Sunday, May 11, 2008

WHERE IN THE WORLD IS ERWIN CHEMERINSKY?












If you want to figure out LA, you got to figure out the Rampart Scandal, and Bernard Parks, and Chemerinsky

Sara, the old (that means about my age) black lady at Kinko’s, is trying to teach me some commonsense. She told me a few months ago that the two most corrupt cities in the U.S. were Chicago and Los Angeles. The difference, however, she said – was that in Chicago, corruption was sophisticated, in Los Angeles – it was crude…

I told her that it was downright insulting... Everybody and his brother likes to hack down LA as a place with no culture… Now, on top of everything else, our home grown corruption was not sophisticated enough…

I was unprepared for it at all, I must say. My encounters with the law were mostly with individuals that I grew to appreciate or even admire …

Prof Chemerinsky is scheduled to come back to California as the new founding dean of the new law school at Irvine. Before he left USC for Duke, I had the opportunity to meet him a few times. I remember taking the kids years ago to watch moot court, which was one of his classes. He created a case that was both challenging and entertaining, and it played to a full house...

If I remember correctly, it started with a town with home grown crime and gangs.

  • First – the town decided to create a list of gang members or suspects to be maintained by the town’s police.
  • Second – they decided to pass a regulation that those on the list were not allowed to be found standing in public areas in a group of more than two.
  • Third – the town decided to launch a remedial initiative, and create special schools for gang members, and to make them effective, the Department of Education decided to experiment with separate boys girls schools, since teen pregnancy was identified as an aggravating factor in the social context of gangs and crime. The town actually allocated some extra resources to these two schools, and those on the list maintained by the police had priority if they chose to enroll in these schools.
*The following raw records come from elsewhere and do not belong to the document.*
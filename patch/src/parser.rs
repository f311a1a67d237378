//! Lenient single-pass parser for `git diff` output.
//!
//! The parser is a small state machine over the input lines: outside any
//! file, inside a file header, or inside a hunk. Unknown lines outside a
//! hunk are ignored so that index lines, mode lines and similarity scores
//! never trip it up. It never fails; a malformed hunk header falls back to
//! `start = 1`.

use crate::model::{DiffChunk, DiffLine, LineKind};
use log::debug;

const DIFF_HEADER: &str = "diff --git a/";
const DELETED_FILE: &str = "deleted file mode";
const NEW_FILE: &str = "new file mode";
const HUNK_HEADER: &str = "@@";

/// Streaming parser for unified diffs.
///
/// Feed lines with [`DiffParser::push_line`] and collect the result with
/// [`DiffParser::finish`], or parse a whole buffer with [`DiffParser::parse`].
#[derive(Debug, Default)]
pub struct DiffParser {
    in_file: bool,
    in_hunk: bool,
    line_num: u32,
    filepath: String,
    old_filepath: String,
    is_deleted: bool,
    is_new: bool,
    chunks: Vec<DiffChunk>,
}

impl DiffParser {
    pub fn new() -> Self {
        Self::default()
    }

    /// Parse a complete diff buffer.
    pub fn parse(input: &str) -> Vec<DiffChunk> {
        let mut parser = Self::new();
        for line in input.lines() {
            parser.push_line(line);
        }
        parser.finish()
    }

    /// A `diff --git` header with differing paths and no hunks is a pure
    /// rename; emit it before moving on to the next file.
    fn flush_pending_rename(&mut self) {
        if self.in_file && !self.in_hunk && self.old_filepath != self.filepath {
            debug!(
                "pure rename detected: {} -> {}",
                self.old_filepath, self.filepath
            );
            let mut chunk = DiffChunk::new(self.filepath.clone(), self.old_filepath.clone());
            chunk.is_rename = true;
            self.chunks.push(chunk);
        }
    }

    /// Consume one line of diff input (without its trailing newline).
    pub fn push_line(&mut self, line: &str) {
        if let Some((old_path, new_path)) = parse_diff_header(line) {
            self.flush_pending_rename();
            self.old_filepath = old_path.to_string();
            self.filepath = new_path.to_string();
            self.is_deleted = false;
            self.is_new = false;
            self.in_file = true;
            self.in_hunk = false;
            return;
        }

        if self.in_file && line.starts_with(DELETED_FILE) {
            self.is_deleted = true;
            return;
        }

        if self.in_file && line.starts_with(NEW_FILE) {
            self.is_new = true;
            return;
        }

        if self.in_file && line.starts_with(HUNK_HEADER) {
            self.in_hunk = true;
            self.line_num = 0;

            let mut chunk = DiffChunk::new(self.filepath.clone(), self.old_filepath.clone());
            chunk.is_deleted = self.is_deleted;
            chunk.is_new = self.is_new;
            chunk.start = parse_hunk_start(line).unwrap_or(1);
            self.chunks.push(chunk);
            return;
        }

        if self.in_file && self.in_hunk {
            let parsed = match line.as_bytes().first().copied() {
                Some(b'+') => Some(DiffLine::new(LineKind::Insertion, &line[1..], self.line_num)),
                Some(b'-') => Some(DiffLine::new(LineKind::Deletion, &line[1..], self.line_num)),
                Some(b' ') => Some(DiffLine::new(LineKind::Context, &line[1..], self.line_num)),
                // `\ No newline at end of file` markers are kept verbatim.
                Some(b'\\') => Some(DiffLine::new(LineKind::NoNewline, line, self.line_num)),
                _ => None,
            };
            if let (Some(diff_line), Some(chunk)) = (parsed, self.chunks.last_mut()) {
                chunk.lines.push(diff_line);
                self.line_num += 1;
            }
        }
    }

    /// Flush any pending rename and return the parsed chunks.
    pub fn finish(mut self) -> Vec<DiffChunk> {
        self.flush_pending_rename();
        self.chunks
    }
}

/// `diff --git a/<old> b/<new>` -> `(old, new)`.
fn parse_diff_header(line: &str) -> Option<(&str, &str)> {
    let rest = line.strip_prefix(DIFF_HEADER)?;
    let sep = rest.find(" b/")?;
    Some((&rest[..sep], &rest[sep + 3..]))
}

/// Old-side start of `@@ -S[,L] +S'[,L'] @@`.
fn parse_hunk_start(line: &str) -> Option<u32> {
    let rest = line.strip_prefix("@@ -")?;
    let end = rest.find(|c: char| c == ',' || c == ' ')?;
    rest[..end].parse().ok()
}

#[cfg(test)]
mod tests {
    use super::*;
    use pretty_assertions::assert_eq;

    const SIMPLE_DIFF: &str = "\
diff --git a/src/lib.rs b/src/lib.rs
index 1234567..89abcde 100644
--- a/src/lib.rs
+++ b/src/lib.rs
@@ -10,3 +10,4 @@ fn context()
 unchanged
-removed
+added
+also added
";

    #[test]
    fn parses_a_single_hunk() {
        let chunks = DiffParser::parse(SIMPLE_DIFF);
        assert_eq!(chunks.len(), 1);

        let chunk = &chunks[0];
        assert_eq!(chunk.filepath, "src/lib.rs");
        assert_eq!(chunk.old_filepath, "src/lib.rs");
        assert_eq!(chunk.start, 10);
        assert!(!chunk.is_new && !chunk.is_deleted && !chunk.is_rename);

        let kinds: Vec<LineKind> = chunk.lines.iter().map(|l| l.kind).collect();
        assert_eq!(
            kinds,
            vec![
                LineKind::Context,
                LineKind::Deletion,
                LineKind::Insertion,
                LineKind::Insertion,
            ]
        );
        assert_eq!(chunk.lines[1].content, "removed");
        assert_eq!(chunk.lines[3].line_num, 3);
    }

    #[test]
    fn pure_rename_emits_an_empty_chunk() {
        let diff = "diff --git a/old.txt b/new.txt\n";
        let chunks = DiffParser::parse(diff);
        assert_eq!(chunks.len(), 1);
        assert!(chunks[0].is_rename);
        assert!(chunks[0].lines.is_empty());
        assert_eq!(chunks[0].old_filepath, "old.txt");
        assert_eq!(chunks[0].filepath, "new.txt");
    }

    #[test]
    fn rename_followed_by_another_file_is_flushed() {
        let diff = "\
diff --git a/old.txt b/new.txt
similarity index 100%
rename from old.txt
rename to new.txt
diff --git a/other.c b/other.c
--- a/other.c
+++ b/other.c
@@ -1,1 +1,1 @@
-x
+y
";
        let chunks = DiffParser::parse(diff);
        assert_eq!(chunks.len(), 2);
        assert!(chunks[0].is_rename);
        assert_eq!(chunks[1].filepath, "other.c");
    }

    #[test]
    fn new_and_deleted_file_modes_set_flags() {
        let diff = "\
diff --git a/created.py b/created.py
new file mode 100644
--- /dev/null
+++ b/created.py
@@ -1,0 +1,2 @@
+a = 1
+b = 2
diff --git a/gone.py b/gone.py
deleted file mode 100644
--- a/gone.py
+++ /dev/null
@@ -1,1 +1,0 @@
-old = 0
";
        let chunks = DiffParser::parse(diff);
        assert_eq!(chunks.len(), 2);
        assert!(chunks[0].is_new);
        assert!(!chunks[0].is_deleted);
        assert!(chunks[1].is_deleted);
        assert!(!chunks[1].is_new);
    }

    #[test]
    fn no_newline_marker_is_kept_verbatim() {
        let diff = "\
diff --git a/f b/f
--- a/f
+++ b/f
@@ -1,1 +1,1 @@
-x
+y
\\ No newline at end of file
";
        let chunks = DiffParser::parse(diff);
        let last = chunks[0].lines.last().unwrap();
        assert_eq!(last.kind, LineKind::NoNewline);
        assert_eq!(last.content, "\\ No newline at end of file");
    }

    #[test]
    fn malformed_hunk_header_defaults_start_to_one() {
        let diff = "\
diff --git a/f b/f
@@ -bogus +range @@
+x
";
        let chunks = DiffParser::parse(diff);
        assert_eq!(chunks[0].start, 1);
        assert_eq!(chunks[0].lines.len(), 1);
    }

    #[test]
    fn hunk_start_without_count_is_accepted() {
        assert_eq!(parse_hunk_start("@@ -7 +7 @@"), Some(7));
        assert_eq!(parse_hunk_start("@@ -12,3 +12,4 @@ fn ctx()"), Some(12));
        assert_eq!(parse_hunk_start("not a hunk"), None);
    }

    #[test]
    fn empty_input_yields_no_chunks() {
        assert!(DiffParser::parse("").is_empty());
    }

    #[test]
    fn line_numbers_restart_per_chunk() {
        let diff = "\
diff --git a/f b/f
--- a/f
+++ b/f
@@ -1,1 +1,1 @@
-a
+b
@@ -10,1 +10,1 @@
-c
+d
";
        let chunks = DiffParser::parse(diff);
        assert_eq!(chunks.len(), 2);
        assert_eq!(chunks[0].lines[0].line_num, 0);
        assert_eq!(chunks[1].lines[0].line_num, 0);
        assert_eq!(chunks[1].lines[1].line_num, 1);
    }
}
But it so happened that the boys school filled up quickly, whereas the girls school was not that popular…
The end of the story was that a boy who was a self declared gang member, thus eligible for a place at the special school, decided to try to enroll in the girls school, since the boys school was full. When he was turned down, for being a boy, AND a gang-member to top it off, he sued the town for discrimination…

I also remember a reception for Justice Kennedy. His visit included participation in Prof. Chemerinsky constitutional law class. After the small reception, Justice Kennedy gave a lecture. Naturally, I took a seat at the very back, since I knew I was going to fall asleep, and I did not want to appear offensive. But I clearly recall, before falling asleep, I was smiling to myself concluding that the guy was a subversive type…. agent provocateur!
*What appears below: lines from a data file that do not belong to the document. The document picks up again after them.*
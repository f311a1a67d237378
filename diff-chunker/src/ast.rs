//! Tree-sitter plumbing: cached parsers and split-point computation.
//!
//! The chunk's combined line content is parsed as source code; the byte
//! range of each direct child of the root node is translated back to a line
//! index, and the line after the child's last line becomes a candidate split
//! point.

use crate::error::{ChunkerError, Result};
use crate::language::Language;
use gcommit_patch::DiffLine;
use once_cell::sync::Lazy;
use std::sync::Mutex;
use tree_sitter::{Node, Parser, Tree};

macro_rules! cached_parser {
    ($name:ident, $lang:expr, $label:literal) => {
        static $name: Lazy<Mutex<Parser>> = Lazy::new(|| {
            let mut parser = Parser::new();
            if let Err(err) = parser.set_language(&$lang) {
                panic!("failed to load {} grammar: {err}", $label);
            }
            Mutex::new(parser)
        });
    };
}

cached_parser!(PYTHON, tree_sitter_python::LANGUAGE.into(), "python");
cached_parser!(CPP, tree_sitter_cpp::LANGUAGE.into(), "cpp");
cached_parser!(JAVA, tree_sitter_java::LANGUAGE.into(), "java");
cached_parser!(
    JAVASCRIPT,
    tree_sitter_javascript::LANGUAGE.into(),
    "javascript"
);
cached_parser!(
    TYPESCRIPT,
    tree_sitter_typescript::LANGUAGE_TYPESCRIPT.into(),
    "typescript"
);
cached_parser!(GO, tree_sitter_go::LANGUAGE.into(), "go");

fn cached_parser_for(language: Language) -> Result<&'static Lazy<Mutex<Parser>>> {
    match language {
        Language::Python => Ok(&PYTHON),
        Language::Cpp => Ok(&CPP),
        Language::Java => Ok(&JAVA),
        Language::JavaScript => Ok(&JAVASCRIPT),
        Language::TypeScript => Ok(&TYPESCRIPT),
        Language::Go => Ok(&GO),
        Language::Text => Err(ChunkerError::unsupported_language(language.as_str())),
    }
}

/// Parse source code with the cached parser for `language`.
pub(crate) fn parse_source(language: Language, source: &str) -> Result<Tree> {
    let parser = cached_parser_for(language)?;
    let mut parser = parser
        .lock()
        .map_err(|_| ChunkerError::parse(format!("failed to lock {} parser", language.as_str())))?;
    parser
        .parse(source, None)
        .ok_or_else(|| ChunkerError::parse(format!("failed to parse {} source", language.as_str())))
}

/// Total byte size of the lines, counting one newline per line.
pub(crate) fn lines_byte_size(lines: &[DiffLine]) -> usize {
    lines.iter().map(|line| line.content.len() + 1).sum()
}

/// Index of the line containing `byte_pos` in the concatenated content.
pub(crate) fn byte_to_line_index(lines: &[DiffLine], byte_pos: usize) -> usize {
    let mut current = 0;
    for (i, line) in lines.iter().enumerate() {
        let line_end = current + line.content.len() + 1;
        if byte_pos < line_end {
            return i;
        }
        current = line_end;
    }
    lines.len().saturating_sub(1)
}

/// Split points derived from the root node's direct children.
///
/// Strictly increasing, beginning with 0 and ending with `lines.len()`.
/// Splitting after the line where a child ends keeps whole top-level
/// definitions inside one piece.
pub(crate) fn split_points(root: Node<'_>, lines: &[DiffLine]) -> Vec<usize> {
    let mut points = vec![0];

    for i in 0..root.child_count() {
        let Some(child) = root.child(i) else { continue };
        let end_line = byte_to_line_index(lines, child.end_byte());
        let point = end_line + 1;
        if point > *points.last().unwrap_or(&0) && point <= lines.len() {
            points.push(point);
        }
    }

    if *points.last().unwrap_or(&0) < lines.len() {
        points.push(lines.len());
    }

    points
}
It was the height of the conservative revolution, and the country was in the midst of non-stop bashing of activist judges. Justice Kennedy lectured on a topic that couldn'
t be more boring – the development of tort law in medieval England. But the message was loud and clear – the whole field of Torts was the outcome of judicial activism…

The diagnosis was accurate, I believe, since years later, I recall reading in the newspaper a report about a visit by Justice Kennedy to Congress. The unusual event was necessitated for the periodic request by the justices for congress to award them with a salary increase. But since such visits by Justices to Congress are not very frequent, Justice Kennedy took advantage of the open microphone, and instead of trying to convince the lawmakers of the need for more Gouda for the Justices, he gave them a piece of his mind -- that a situation where the U.S. had the highest percentage the population incarcerated, compared to any other democracy, signaled a need for a fundamental reevaluation of the system. Definitely subversive!!!

Anyway, if you really want to figure out Los Angeles, you got to figure out the Rampart Scandal of 2003, and with it the Bernard Parks, who is not running for office again, and Erwin Chemerinsky, who is finally coming back to Southern California. I realized some time ago that I got to do my homework, and I went back to reading on that year and the Rampart Scandal of 2003. To my surprise, I quickly realized that the definitive paper was of course by Chemerinsky.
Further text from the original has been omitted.